While addressing at the press conference, Mr. Ramapati Kumar, Chief Executive Officer (CEO) of CEED shared that the findings of the report were evidently disturbing since monsoon months are supposed to fare better in terms of particulate matter concentration in the air due to the heavy rainfall in the city. Unfortunately, such is not the case with Varanasi as the air quality has only deteriorated further due to lack of proper planning and the will to prevent air pollution. We need an immediate clean air action plan from the state government to curb the growing menace of air pollution in the city and improve the ambient air quality. It is imperative to chalk out a well defined policy and programme to give Varanasi a healthy environment to breathe in, Mr. Kumar, Concluded.
The details of the report was presented by Ms. Ankita Jyoti, Programme Manager – CEED, who expatiated on the findings of the study further. Ms.
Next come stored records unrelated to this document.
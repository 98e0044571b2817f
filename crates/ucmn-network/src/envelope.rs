//! Response envelope

use ucmn_http::HttpResponse;

use crate::error::RequestError;

/// Uniform view over the outcome of a transport exchange
///
/// An envelope wraps the raw [`HttpResponse`] (if there is one) so callers
/// get the same `body` / `is_successful` / `response` accessors whether the
/// request was executed with a callback or consumed as a stream.
#[derive(Debug, Clone, PartialEq)]
pub struct ResponseEnvelope<T> {
    response: Option<HttpResponse<T>>,
    cause: Option<RequestError>,
}

impl<T> ResponseEnvelope<T> {
    /// Wrap a completed exchange. Success is decided by the response status.
    pub fn create(response: HttpResponse<T>) -> Self {
        Self {
            response: Some(response),
            cause: None,
        }
    }

    /// Wrap a failed exchange
    pub fn error(response: Option<HttpResponse<T>>, cause: RequestError) -> Self {
        Self {
            response,
            cause: Some(cause),
        }
    }

    /// An envelope with neither response nor cause
    pub fn empty() -> Self {
        Self {
            response: None,
            cause: None,
        }
    }

    /// Decoded body, if a response with a body is present
    pub fn body(&self) -> Option<&T> {
        self.response.as_ref().and_then(HttpResponse::body)
    }

    /// Consume the envelope, returning the decoded body
    pub fn into_body(self) -> Option<T> {
        self.response.and_then(HttpResponse::into_body)
    }

    /// True iff a response is present and its status is 2xx
    pub fn is_successful(&self) -> bool {
        self.response
            .as_ref()
            .is_some_and(HttpResponse::is_success)
    }

    /// Underlying transport response, for headers, status and error body
    pub fn response(&self) -> Option<&HttpResponse<T>> {
        self.response.as_ref()
    }

    /// Consume the envelope, returning the transport response
    pub fn into_response(self) -> Option<HttpResponse<T>> {
        self.response
    }

    /// Status code of the underlying response
    pub fn status(&self) -> Option<u16> {
        self.response.as_ref().map(HttpResponse::status)
    }

    /// Failure recorded with [`ResponseEnvelope::error`]
    pub fn cause(&self) -> Option<&RequestError> {
        self.cause.as_ref()
    }
}

impl<T> Default for ResponseEnvelope<T> {
    fn default() -> Self {
        Self::empty()
    }
}

impl<T> From<HttpResponse<T>> for ResponseEnvelope<T> {
    fn from(response: HttpResponse<T>) -> Self {
        Self::create(response)
    }
}
//! HTTP client wrapper

use std::time::Duration;

use serde::de::DeserializeOwned;
use serde::Serialize;

use crate::error::HttpError;
use crate::request::RequestBuilder;
use crate::response::HttpResult;

/// HTTP client wrapper
#[derive(Debug, Clone)]
pub struct HttpClient {
    inner: reqwest::Client,
}

impl Default for HttpClient {
    fn default() -> Self {
        Self::new()
    }
}

impl HttpClient {
    /// Create a new HTTP client with default settings
    pub fn new() -> Self {
        Self {
            inner: reqwest::Client::new(),
        }
    }

    /// Create a new HTTP client builder
    pub fn builder() -> HttpClientBuilder {
        HttpClientBuilder::default()
    }

    /// Create an HttpClient from a reqwest::Client
    pub fn from_reqwest(client: reqwest::Client) -> Self {
        Self { inner: client }
    }

    // === Simple convenience methods ===

    /// GET request, returns JSON deserialized to R
    pub async fn fetch<R>(&self, url: &str) -> HttpResult<R>
    where
        R: DeserializeOwned,
    {
        self.get(url).send_json().await
    }

    /// POST with JSON body, returns JSON deserialized to R
    pub async fn post_json<B, R>(&self, url: &str, body: &B) -> HttpResult<R>
    where
        B: Serialize + ?Sized,
        R: DeserializeOwned,
    {
        self.post(url).json(body).send_json().await
    }

    // === Request builder methods ===

    /// GET request builder
    pub fn get(&self, url: &str) -> RequestBuilder {
        RequestBuilder::new(self.inner.get(url))
    }

    /// POST request builder
    pub fn post(&self, url: &str) -> RequestBuilder {
        RequestBuilder::new(self.inner.post(url))
    }

    /// PUT request builder
    pub fn put(&self, url: &str) -> RequestBuilder {
        RequestBuilder::new(self.inner.put(url))
    }

    /// PATCH request builder
    pub fn patch(&self, url: &str) -> RequestBuilder {
        RequestBuilder::new(self.inner.patch(url))
    }

    /// DELETE request builder
    pub fn delete(&self, url: &str) -> RequestBuilder {
        RequestBuilder::new(self.inner.delete(url))
    }
}

/// HTTP client builder for timeouts, proxy and TLS settings
#[derive(Debug, Default)]
pub struct HttpClientBuilder {
    timeout: Option<Duration>,
    connect_timeout: Option<Duration>,
    user_agent: Option<String>,
    accept_invalid_certs: bool,
    proxy: Option<url::Url>,
}

impl HttpClientBuilder {
    /// Set the total request timeout
    pub fn timeout(mut self, timeout: Duration) -> Self {
        self.timeout = Some(timeout);
        self
    }

    /// Set the connect timeout
    pub fn connect_timeout(mut self, timeout: Duration) -> Self {
        self.connect_timeout = Some(timeout);
        self
    }

    /// Set the `User-Agent` sent with every request
    pub fn user_agent(mut self, user_agent: impl Into<String>) -> Self {
        self.user_agent = Some(user_agent.into());
        self
    }

    /// Accept invalid TLS certificates
    pub fn danger_accept_invalid_certs(mut self, accept: bool) -> Self {
        self.accept_invalid_certs = accept;
        self
    }

    /// Route every request through the proxy at `url`
    pub fn proxy(mut self, url: url::Url) -> Self {
        self.proxy = Some(url);
        self
    }

    /// Build the HTTP client
    pub fn build(self) -> HttpResult<HttpClient> {
        let mut builder =
            reqwest::Client::builder().danger_accept_invalid_certs(self.accept_invalid_certs);

        if let Some(timeout) = self.timeout {
            builder = builder.timeout(timeout);
        }

        if let Some(timeout) = self.connect_timeout {
            builder = builder.connect_timeout(timeout);
        }

        if let Some(user_agent) = self.user_agent {
            builder = builder.user_agent(user_agent);
        }

        if let Some(url) = self.proxy {
            let proxy = reqwest::Proxy::all(url.as_str())
                .map_err(|e| HttpError::Proxy(format!("{}: {}", url, e)))?;
            builder = builder.proxy(proxy);
        }

        let client = builder.build().map_err(HttpError::from)?;
        tracing::debug!("HTTP client built");
        Ok(HttpClient { inner: client })
    }
}

/// Convenience function for simple GET requests
pub async fn fetch<R: DeserializeOwned>(url: &str) -> HttpResult<R> {
    HttpClient::new().fetch(url).await
}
Jyoti highlighted that as per the study, the maximum 24-hour mean concentration for PM2.5 was recorded on the 19th September 2016 with a value of 145ug/m3 . This recorded value was 5.8 times higher than the prescribed WHO limit. As per the CPCB standards, the above mentioned value is likely to cause respiratory ailments to people with prolonged exposure to the air, and may cause severe health problems to patients with lung and cardiac diseases. During the sample period (August – September), the average PM2.5 concentration was noted to be 56.2 μg/m3. As per the WHO guidelines, this value suggests a 2.5% increase in the short-term mortality rate. Ms. Jyoti further added that the period around midnight displayed better air quality as compared to the other three time-periods of the day. Such a result is attributed to the dilution due to higher boundary layer and lesser traffic.
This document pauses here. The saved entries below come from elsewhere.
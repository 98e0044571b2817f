//! Request errors

use thiserror::Error;
use ucmn_http::HttpError;

/// Terminal failure of a single request invocation
#[derive(Debug, Clone, PartialEq, Eq, Error)]
pub enum RequestError {
    /// The request's own validation rejected it; nothing was sent
    #[error("Validation failed")]
    Validation,
    /// The transport failed before producing a response
    #[error(transparent)]
    Transport(#[from] HttpError),
}

impl RequestError {
    /// Whether the failure came from validation
    pub fn is_validation(&self) -> bool {
        matches!(self, Self::Validation)
    }
}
The findings of the report demand corrective steps to be taken on an urgent basis in order to improve the air quality in Varanasi. The government must not only chalk out effective clean air action plan, but should also maintain transparency at sharing the pollution data of the city.
CEED’s initiative to share the air pollution levels in Varanasi is a part of its 100% UP Campaign that envisions a holistic perspective of creating a sustainable environment in terms of securing energy requirements through cleaner methods, working towards cleansing the air and water, and ensuring proper waste disposal facilities.
With this report, CEED demands to develop an efficient clean air action plan for the city. An action plan for each urban ward must be developed to provide healthy breathable air to its citizens. To achieve such a feat, CEED suggests to formulate a policy that includes a provision to adopt emergency measures where vulnerable communities receive constant alerts and updates about the area’s air quality. The policy must also aim at efficient transport system, delinking diesel, reducing industrial emission with special focus on clean bricks manufacturing methods, strict banning of open waste burning, encouraging clean cooking methods, and controlling dust pollution by increasing the green cover.